The lines from the start of the records through the one containing "use crate::pipeline::request::GateRequest;" are to be transcribed exactly, and nothing else.
======== EXTRACTED INFORMATION
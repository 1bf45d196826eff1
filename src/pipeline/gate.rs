//! Ordered stage execution.

use std::sync::Arc;
use std::time::{Duration, Instant};

use crate::auth::{unix_now, Identity, IdentityVerifier, SignatureVerifiers, TokenError};
use crate::config::{GateConfig, RateLimitConfig, RetryConfig};
use crate::observability::metrics;
use crate::pipeline::request::GateRequest;
use crate::pipeline::verdict::{DenyReason, PipelineVerdict, Stage};
use crate::resilience::retry_with_backoff;
use crate::routing::{AuthMode, EndpointPolicy, EndpointPolicyRegistry};
use crate::security::{
    Classification, ClientClassifier, OriginDecision, OriginPolicy, RateDecision, RateLimiter,
};

/// Assembles a [`RequestPipeline`] from validated configuration.
pub struct PipelineBuilder {
    classifier: ClientClassifier,
    origins: OriginPolicy,
    registry: EndpointPolicyRegistry,
    signatures: SignatureVerifiers,
    verifier: Option<Arc<dyn IdentityVerifier>>,
    limiter: Option<Arc<RateLimiter>>,
    rate_limit: RateLimitConfig,
    provider_retry: RetryConfig,
    session_cookie: Option<String>,
}

impl PipelineBuilder {
    pub fn new(config: &GateConfig) -> Self {
        Self {
            classifier: ClientClassifier::from_config(&config.bots),
            origins: OriginPolicy::new(&config.cors, config.deployment),
            registry: EndpointPolicyRegistry::from_config(&config.routes, &config.email_allowlist),
            signatures: SignatureVerifiers::from_config(&config.webhooks),
            verifier: None,
            limiter: None,
            rate_limit: config.rate_limit.clone(),
            provider_retry: config.token.provider_retry.clone(),
            session_cookie: config.token.session_cookie.clone(),
        }
    }

    pub fn with_verifier(mut self, verifier: Arc<dyn IdentityVerifier>) -> Self {
        self.verifier = Some(verifier);
        self
    }

    /// Share an existing limiter instead of creating one.
    pub fn with_rate_limiter(mut self, limiter: Arc<RateLimiter>) -> Self {
        self.limiter = Some(limiter);
        self
    }

    pub fn with_signatures(mut self, signatures: SignatureVerifiers) -> Self {
        self.signatures = signatures;
        self
    }

    pub fn build(self) -> RequestPipeline {
        let limiter = self
            .limiter
            .unwrap_or_else(|| Arc::new(RateLimiter::new(self.rate_limit.max_keys)));
        RequestPipeline {
            classifier: self.classifier,
            origins: self.origins,
            registry: self.registry,
            signatures: self.signatures,
            verifier: self.verifier,
            limiter,
            rate_limit: self.rate_limit,
            provider_retry: self.provider_retry,
            session_cookie: self.session_cookie,
        }
    }
}

/// Runs every request through classify, origin, policy lookup, authorize
/// and rate limit, in that order, stopping at the first denial.
pub struct RequestPipeline {
    classifier: ClientClassifier,
    origins: OriginPolicy,
    registry: EndpointPolicyRegistry,
    signatures: SignatureVerifiers,
    verifier: Option<Arc<dyn IdentityVerifier>>,
    limiter: Arc<RateLimiter>,
    rate_limit: RateLimitConfig,
    provider_retry: RetryConfig,
    session_cookie: Option<String>,
}

impl RequestPipeline {
    pub fn builder(config: &GateConfig) -> PipelineBuilder {
        PipelineBuilder::new(config)
    }

    pub fn origins(&self) -> &OriginPolicy {
        &self.origins
    }

    pub fn rate_limiter(&self) -> &Arc<RateLimiter> {
        &self.limiter
    }

    /// Evaluate one request. Always returns exactly one verdict.
    pub async fn evaluate(&self, req: &GateRequest) -> PipelineVerdict {
        let start = Instant::now();
        let verdict = self.run(req).await;

        metrics::record_pipeline_duration(start);
        metrics::record_verdict(verdict.stage.as_str(), verdict.outcome(), verdict.status.as_u16());
        log_verdict(req, &verdict);
        verdict
    }

    async fn run(&self, req: &GateRequest) -> PipelineVerdict {
        if let Classification::Block(reason) = self.classifier.classify(req.user_agent()) {
            return PipelineVerdict::deny(
                Stage::Classify,
                DenyReason::from(&reason),
                OriginDecision::default(),
            );
        }

        let origin = self.origins.evaluate(&req.method, req.origin());
        if origin.preflight {
            return PipelineVerdict::preflight(origin);
        }
        if !origin.allowed {
            return PipelineVerdict::deny(Stage::Origin, DenyReason::OriginNotAllowlisted, origin);
        }

        let policy = match self.registry.lookup(&req.path, &req.method) {
            Ok(policy) => policy,
            Err(e) => return PipelineVerdict::deny(Stage::PolicyLookup, e.into(), origin),
        };

        let identity = match self.authorize(policy, req).await {
            Ok(identity) => identity,
            Err(reason) => return PipelineVerdict::deny(Stage::Authorize, reason, origin),
        };

        if let Some(retry_after) = self.check_rate(policy, identity.as_ref(), req) {
            return PipelineVerdict::rate_limited(retry_after, origin);
        }

        PipelineVerdict::admitted(identity, origin)
    }

    async fn authorize(
        &self,
        policy: &EndpointPolicy,
        req: &GateRequest,
    ) -> Result<Option<Identity>, DenyReason> {
        match &policy.mode {
            AuthMode::Public => Ok(None),
            AuthMode::TokenRequired => {
                let token = req
                    .credential(self.session_cookie.as_deref())
                    .ok_or(DenyReason::AuthHeaderMissing)?;
                self.verify_token(token)
                    .await
                    .map(Some)
                    .map_err(|e| DenyReason::from(&e))
            }
            AuthMode::SignatureRequired { provider } => {
                let verifier = self.signatures.get(provider).ok_or_else(|| {
                    tracing::error!(provider = %provider, path = %req.path, "No signature verifier registered");
                    DenyReason::SignatureInvalid
                })?;
                verifier.verify(&req.headers, &req.body, unix_now())?;
                Ok(None)
            }
            AuthMode::AllowlistEmail => {
                let identity = match req.credential(self.session_cookie.as_deref()) {
                    Some(token) => match self.verify_token(token).await {
                        Ok(identity) => Some(identity),
                        Err(e) => {
                            tracing::debug!(error = %e, "Ignoring unverifiable credential on allowlist route");
                            None
                        }
                    },
                    None => None,
                };

                let email = identity
                    .as_ref()
                    .and_then(|i| i.email.clone())
                    .or_else(|| req.body_email())
                    .ok_or(DenyReason::EmailMissing)?;

                if self.registry.is_email_allowed(&email) {
                    Ok(identity)
                } else {
                    Err(DenyReason::EmailNotAllowlisted)
                }
            }
        }
    }

    async fn verify_token(&self, token: &str) -> Result<Identity, TokenError> {
        let verifier = self.verifier.as_ref().ok_or_else(|| {
            TokenError::ProviderUnavailable("no identity provider configured".to_string())
        })?;
        retry_with_backoff(
            &self.provider_retry,
            |e: &TokenError| matches!(e, TokenError::ProviderUnavailable(_)),
            || verifier.verify(token),
        )
        .await
    }

    /// `Some(retry_after)` when the caller is over its limit.
    fn check_rate(
        &self,
        policy: &EndpointPolicy,
        identity: Option<&Identity>,
        req: &GateRequest,
    ) -> Option<Duration> {
        if !self.rate_limit.enabled {
            return None;
        }
        let caller = match identity {
            Some(identity) => identity.rate_key(),
            None => format!("ip:{}", req.client_ip),
        };
        // Route overrides count in their own key space.
        let (key, limit, window_ms) = match &policy.rate_limit {
            Some(route) => (
                format!("{caller}|{}", policy.path_pattern),
                route.requests,
                route.window_ms,
            ),
            None => (caller, self.rate_limit.requests, self.rate_limit.window_ms),
        };
        match self.limiter.check(&key, limit, Duration::from_millis(window_ms)) {
            RateDecision::Admitted { .. } => None,
            RateDecision::Limited { retry_after } => Some(retry_after),
        }
    }
}

fn log_verdict(req: &GateRequest, verdict: &PipelineVerdict) {
    let request_id = req.request_id.as_deref().unwrap_or("-");
    match verdict.reason {
        Some(reason) => tracing::warn!(
            request_id,
            method = %req.method,
            path = %req.path,
            client_ip = %req.client_ip,
            stage = verdict.stage.as_str(),
            reason = reason.code(),
            status = verdict.status.as_u16(),
            "Request denied"
        ),
        None if verdict.admit => tracing::debug!(
            request_id,
            method = %req.method,
            path = %req.path,
            subject = verdict.identity.as_ref().map(|i| i.subject_id.as_str()),
            "Request admitted"
        ),
        None => tracing::debug!(
            request_id,
            path = %req.path,
            origin = verdict.origin_decision.echoed_origin.as_deref(),
            "Preflight answered"
        ),
    }
}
================
ANSWER SECTION >>
repository 1bf45d196826eff1
filename src/pipeline/gate.rs
//! Ordered stage execution.

use std::sync::Arc;
use std::time::{Duration, Instant};

use crate::auth::{unix_now, Identity, IdentityVerifier, SignatureVerifiers, TokenError};
use crate::config::{GateConfig, RateLimitConfig, RetryConfig};
use crate::observability::metrics;
use crate::pipeline::request::GateRequest;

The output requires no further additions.